Cassandra is a multi-node, peer-to-peer cluster/distributed system that distributes/stores data across all nodes in the cluster.
Every table in Cassandra is physically stored in multiple SSTable files spread across one or multiple nodes. Rows are spread around the cluster based on a hash of the partition key, which is the first part of the primary key.
So with a known partition key, Cassandra can identify the node and retrieve the record from it – so it is a one node, exact location lookup – fastest way to query in Cassandra. Thus partition keys can be thought of as global indexes.
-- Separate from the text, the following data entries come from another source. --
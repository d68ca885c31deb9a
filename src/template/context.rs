//! The primitives generated template bodies call.

use super::layout::{Capture, CaptureKind, LayoutCall, LayoutInput};
use super::{NestedTemplate, TemplateBody, render_now};
use crate::attribute::AttributeWriter;
use crate::config::{OutputEncoding, RenderConfig};
use crate::encoding::{EncodedText, HtmlString};
use crate::error::{RenderError, Result};
use crate::sink::OutputSink;
use crate::value::Value;
use std::collections::HashMap;
use std::fmt;
use async_trait::async_trait;
use std::sync::Arc;
use tokio_util::sync::CancellationToken;

/// Execution state for one pass over a template body.
///
/// Exactly one sink is active per execution. Writes go to the innermost open
/// capture (section or layout page body) if there is one, otherwise straight
/// to the sink selected by the render entry point.
pub struct RenderContext<'a> {
    sink: TrackedSink<'a>,
    config: &'a RenderConfig,
    attributes: AttributeWriter,
    captures: Vec<Capture>,
    layout: Option<Arc<dyn TemplateBody>>,
    sections: HashMap<String, HtmlString>,
    layout_input: Option<LayoutInput>,
    cancellation: CancellationToken,
}

impl<'a> RenderContext<'a> {
    pub(crate) fn new(
        sink: &'a mut dyn OutputSink,
        config: &'a RenderConfig,
        cancellation: CancellationToken,
    ) -> Self {
        Self {
            sink: TrackedSink {
                inner: sink,
                written: false,
            },
            config,
            attributes: AttributeWriter::new(config.strict_attribute_count),
            captures: Vec::new(),
            layout: None,
            sections: HashMap::new(),
            layout_input: None,
            cancellation,
        }
    }

    pub(crate) fn for_layout(
        sink: &'a mut dyn OutputSink,
        config: &'a RenderConfig,
        cancellation: CancellationToken,
        input: LayoutInput,
    ) -> Self {
        Self {
            layout_input: Some(input),
            ..Self::new(sink, config, cancellation)
        }
    }

    pub fn config(&self) -> &RenderConfig {
        self.config
    }

    pub fn encoding(&self) -> OutputEncoding {
        self.config.encoding
    }

    fn destination(&mut self) -> &mut dyn OutputSink {
        match self.captures.last_mut() {
            Some(capture) => &mut capture.buffer,
            None => &mut self.sink,
        }
    }

    // =========================================================================
    // Content
    // =========================================================================

    /// Write literal markup. Never escaped.
    pub fn write_literal(&mut self, text: &str) -> Result<()> {
        if text.is_empty() {
            return Ok(());
        }
        self.destination().write_str(text)
    }

    /// Write literal markup through the destination's asynchronous path.
    pub async fn write_literal_async(&mut self, text: &str) -> Result<()> {
        if text.is_empty() {
            return Ok(());
        }
        self.destination().write_str_async(text).await
    }

    /// Write a value.
    ///
    /// Plain values are escaped with the configured encoding; safe text,
    /// encoded content and nested templates are written verbatim.
    pub fn write<'v>(&mut self, value: impl Into<Value<'v>>) -> Result<()> {
        let encoding = self.encoding();
        match value.into() {
            Value::Plain(text) => EncodedText::dynamic(text).emit_to(self.destination(), encoding),
            Value::Safe(text) => EncodedText::raw(text).emit_to(self.destination(), encoding),
            Value::Encoded(content) => content.write_to(self.destination()),
            Value::Template(template) => render_now(template, self.destination()),
        }
    }

    /// Render a nested template in place, awaiting it if it suspends.
    pub async fn write_template_async(&mut self, template: &dyn NestedTemplate) -> Result<()> {
        template.render_nested(self.destination()).await
    }

    /// Mark a value as safe so `write` emits it without escaping.
    pub fn raw(&self, value: impl fmt::Display) -> HtmlString {
        HtmlString::new(value.to_string())
    }

    /// Push staged output through to an asynchronous destination.
    ///
    /// Does nothing while output is being captured for a layout or section.
    pub async fn flush(&mut self) -> Result<()> {
        if !self.captures.is_empty() {
            return Ok(());
        }
        self.sink.flush_async().await
    }

    // =========================================================================
    // Attributes
    // =========================================================================

    pub fn begin_write_attribute(
        &mut self,
        name: &str,
        prefix: &str,
        prefix_offset: usize,
        suffix: &str,
        suffix_offset: usize,
        attribute_values_count: usize,
    ) {
        self.attributes.begin(
            name,
            prefix,
            prefix_offset,
            suffix,
            suffix_offset,
            attribute_values_count,
        );
    }

    pub fn write_attribute_value<'v>(
        &mut self,
        prefix: &str,
        prefix_offset: usize,
        value: impl Into<Value<'v>>,
        value_offset: usize,
        value_length: usize,
        is_literal: bool,
    ) -> Result<()> {
        let value = value.into().resolve()?.into_owned();
        self.attributes.write_fragment(
            prefix,
            prefix_offset,
            value,
            value_offset,
            value_length,
            is_literal,
        );
        Ok(())
    }

    pub fn end_write_attribute(&mut self) -> Result<()> {
        let encoding = self.encoding();
        let Self {
            sink,
            captures,
            attributes,
            ..
        } = self;

        let destination: &mut dyn OutputSink = match captures.last_mut() {
            Some(capture) => &mut capture.buffer,
            None => sink,
        };
        attributes.end(destination, encoding)?;
        Ok(())
    }

    // =========================================================================
    // Layouts and sections
    // =========================================================================

    /// Render this page inside `layout`.
    ///
    /// Must be called before the page writes anything to its destination.
    pub fn set_layout(&mut self, layout: Arc<dyn TemplateBody>) -> Result<()> {
        if self.sink.written {
            return Err(RenderError::LayoutAfterOutput);
        }
        let capturing_body = self
            .captures
            .first()
            .is_some_and(|capture| capture.kind == CaptureKind::Body);
        if !capturing_body {
            self.captures
                .insert(0, Capture::new(CaptureKind::Body, self.config.buffer_capacity));
        }
        self.layout = Some(layout);
        Ok(())
    }

    pub fn begin_section(&mut self, name: &str) -> Result<()> {
        if let Some(open) = self.open_section() {
            panic!(
                "begin_section('{}') called while section '{}' is still open",
                name, open
            );
        }
        if self.sections.contains_key(name) {
            return Err(RenderError::SectionAlreadyDefined(name.to_string()));
        }
        self.captures.push(Capture::new(
            CaptureKind::Section(name.to_string()),
            self.config.buffer_capacity,
        ));
        Ok(())
    }

    pub fn end_section(&mut self) {
        match self.captures.pop() {
            Some(Capture {
                kind: CaptureKind::Section(name),
                buffer,
            }) => {
                self.sections
                    .insert(name, HtmlString::new(buffer.into_string()));
            }
            _ => panic!("end_section called without begin_section"),
        }
    }

    fn open_section(&self) -> Option<&str> {
        self.captures.iter().find_map(|capture| match &capture.kind {
            CaptureKind::Section(name) => Some(name.as_str()),
            CaptureKind::Body => None,
        })
    }

    /// Whether the page rendered by this layout defined `name`.
    pub fn is_section_defined(&self, name: &str) -> bool {
        self.layout_input
            .as_ref()
            .is_some_and(|input| input.sections.contains_key(name))
    }

    /// Write the page body. Only valid inside a layout.
    pub fn render_body(&mut self) -> Result<()> {
        let Some(mut input) = self.layout_input.take() else {
            return Err(RenderError::NotInLayout);
        };
        let result = self.destination().write_str(input.body.as_str());
        input.body_rendered = true;
        self.layout_input = Some(input);
        result
    }

    /// Write a section the page must have defined.
    pub fn render_section(&mut self, name: &str) -> Result<()> {
        if self.render_section_optional(name)? {
            Ok(())
        } else {
            Err(RenderError::SectionNotDefined(name.to_string()))
        }
    }

    /// Write a section if the page defined it. Returns whether it did.
    pub fn render_section_optional(&mut self, name: &str) -> Result<bool> {
        let Some(input) = self.layout_input.take() else {
            return Err(RenderError::NotInLayout);
        };
        let result = match input.sections.get(name) {
            Some(section) => self.destination().write_str(section.as_str()).map(|()| true),
            None => Ok(false),
        };
        self.layout_input = Some(input);
        result
    }

    // =========================================================================
    // Cancellation
    // =========================================================================

    pub fn cancellation_token(&self) -> &CancellationToken {
        &self.cancellation
    }

    /// Fail with [`RenderError::Cancelled`] if the render was cancelled.
    pub fn ensure_not_cancelled(&self) -> Result<()> {
        if self.cancellation.is_cancelled() {
            Err(RenderError::Cancelled)
        } else {
            Ok(())
        }
    }

    /// Close out this pass, returning the layout to run next, if any.
    pub(crate) fn finish(mut self) -> Result<Option<LayoutCall>> {
        if let Some(pending) = self.attributes.pending() {
            panic!(
                "template finished with attribute '{}' still open",
                pending.name
            );
        }
        if let Some(open) = self.open_section() {
            panic!("template finished with section '{}' still open", open);
        }

        if let Some(input) = &self.layout_input {
            if self.config.require_layout_body && !input.body_rendered {
                return Err(RenderError::LayoutBodyNotRendered);
            }
        }

        let Some(layout) = self.layout.take() else {
            if !self.sections.is_empty() {
                tracing::debug!(
                    sections = self.sections.len(),
                    "sections defined without a layout were discarded"
                );
            }
            return Ok(None);
        };

        let body = match self.captures.pop() {
            Some(Capture {
                kind: CaptureKind::Body,
                buffer,
            }) => HtmlString::new(buffer.into_string()),
            _ => HtmlString::default(),
        };

        Ok(Some(LayoutCall {
            layout,
            input: LayoutInput {
                body,
                sections: self.sections,
                body_rendered: false,
            },
        }))
    }
}

/// The render destination, remembering whether any text reached it.
struct TrackedSink<'a> {
    inner: &'a mut dyn OutputSink,
    written: bool,
}

#[async_trait]
impl OutputSink for TrackedSink<'_> {
    fn write_str(&mut self, text: &str) -> Result<()> {
        self.written |= !text.is_empty();
        self.inner.write_str(text)
    }

    async fn write_str_async(&mut self, text: &str) -> Result<()> {
        self.written |= !text.is_empty();
        self.inner.write_str_async(text).await
    }

    async fn flush_async(&mut self) -> Result<()> {
        self.inner.flush_async().await
    }
}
Business requirements often require querying data from non partition key columns. There are two ways we can do this in Cassandra efficiently 1) secondary indexes and 2) materialized view.
Secondary indexes are local to the node where indexed data is stored. So if a query includes a partition key and indexed column, Cassandra can pin point the node to query and then use index on that node to get the result. However if a query does not include a partition key then Cassandra needs to contact all nodes hosting the table data, use index on each node to get the result, and then combine results from all the nodes to form the final result. So secondary index-based queries without partition data are multi-node lookups – expensive way to query in Cassandra. To add to this if data is of high cardinality – distinctness of partition keys (hash of partition keys) spreads data evenly across multiple nodes – number of nodes to lookup would be higher. For data of low cardinality – lack of distinctness of partition keys (hash of partition keys) spreads data to fewer nodes in the cluster – number of nodes to lookup would be smaller and secondary index-based query without partition key might be justifiable.
Materialized views are global indexes and enable querying data of high cardinality by non partition keys in an efficient way. The cost of materialized view is expensive writes.